Le dije: "No lo sé. En el ejército, excavé rocas durante muchos años. En una visita al equipo geológico, vi muchas muestras minerales, pero nunca vi este material. No parece ser hielo, aunque es muy liso y no está frío".
Shirley Yang se quedó fascinada por la caja antigua y me preguntó: "Es un granito azul o una variante de cristal que solo se encuentra en cuevas subterráneas".
El granito se menciona en los textos antiguos como roca que sólo existe cerca del valle. No sé, pero imagino que la cera no hace nada. El principio es detener el cuerpo a la entrada del sarcófago, de manera que sus miembros no puedan moverse. Antes solo me habían aparecido cuerpos atrapados con fórmulas mágicas. Pero hoy probablemente tenemos que enfrentarnos a un zombi, ya que después tendremos que abrir el sarcófago de bronce.
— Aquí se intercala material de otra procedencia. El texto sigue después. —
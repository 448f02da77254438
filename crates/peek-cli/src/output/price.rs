/// Render `amount` with Indian digit grouping (`1,23,456`), prefixed with
/// `symbol`. Up to two decimals are kept; trailing zeros are dropped.
#[must_use]
pub fn format_price(symbol: &str, amount: f64) -> String {
    format!("{symbol}{}", format_amount(amount))
}

#[allow(clippy::cast_possible_truncation, clippy::cast_sign_loss)]
fn format_amount(amount: f64) -> String {
    let paise = (amount.abs() * 100.0).round() as u64;
    let whole = group_indian(&(paise / 100).to_string());
    let sign = if amount < 0.0 && paise > 0 { "-" } else { "" };

    match paise % 100 {
        0 => format!("{sign}{whole}"),
        frac if frac % 10 == 0 => format!("{sign}{whole}.{}", frac / 10),
        frac => format!("{sign}{whole}.{frac:02}"),
    }
}

/// Group an ASCII digit string: last three digits, then pairs.
fn group_indian(digits: &str) -> String {
    if digits.len() <= 3 {
        return digits.to_string();
    }

    let (head, tail) = digits.split_at(digits.len() - 3);
    let mut groups = Vec::new();
    let mut rest = head;
    while rest.len() > 2 {
        let (left, pair) = rest.split_at(rest.len() - 2);
        groups.push(pair);
        rest = left;
    }
    groups.push(rest);
    groups.reverse();

    format!("{},{tail}", groups.join(","))
}
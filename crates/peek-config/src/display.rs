//! Terminal display configuration.

use serde::{Deserialize, Serialize};

/// Default currency symbol; the service quotes Indian Rupees.
fn default_currency_symbol() -> String {
    String::from("₹")
}

#[derive(Debug, Clone, PartialEq, Eq, Deserialize, Serialize)]
pub struct DisplayConfig {
    /// Symbol prefixed to every rendered price.
    #[serde(default = "default_currency_symbol")]
    pub currency_symbol: String,
}

impl Default for DisplayConfig {
    fn default() -> Self {
        Self {
            currency_symbol: default_currency_symbol(),
        }
    }
}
Mientras hablaba, ya tenía preparada la "cinta adhesiva". Shirley Yang colocó dos velas en los lugares correspondientes del "sarcófago de madera". Le señalé a Wang Bao con una mano, y él inmediatamente usó su garrapeta para despegar el pintura roja del tapiz del sarcófago. La madera azulada se abrió fácilmente, había un adhesivo de pez en la base que tenía que ser quitado poco a poco con la garrapeta.
Llegué al final y exclamé: "¡Ya!". Shirley Yang me ayudó a colocar las tres cintas rojas. Cuando se abrió el tapiz, no bajó la visibilidad en el "sarcófago de madera", lo que indicaba que no había aura cadavérica. Suspiré aliviado, y me acerqué para ver.
El interior de la caja estaba ocupado por un cuerpo humano. Estaba envuelto hasta el cuello con una seda blanca. Solo se veía la cabeza, y el cadáver parecía estar bien conservado, incluso sus músculos faciales no habían caído. Había sido tan vivido que incluso podías pensar en él como si estuviera vivo.
Pero su expresión era terrorífica. Los ojos hundidos formaban dos huecos rojos y negros, y los ojos habían sido arrancados por completo. Carecía de la quinta parte de sus sentidos, lo que le daba una apariencia horrorosa.
En ese momento, Wang Bao usó su cuerda para atar la cabeza del cadáver, sacándolo y dandole varias bofetadas.
Shirley Yang y yo quedamos sorprendidos. Nos preguntamos qué hacía el corpulento hombre. Le pregunté: "¿Acaso no lo veis?"
La cara de Wang Bao estaba cubierta por una máscara antitóxicos, pero podía escuchar su voz confundida: "¿No os habéis dado cuenta aún?"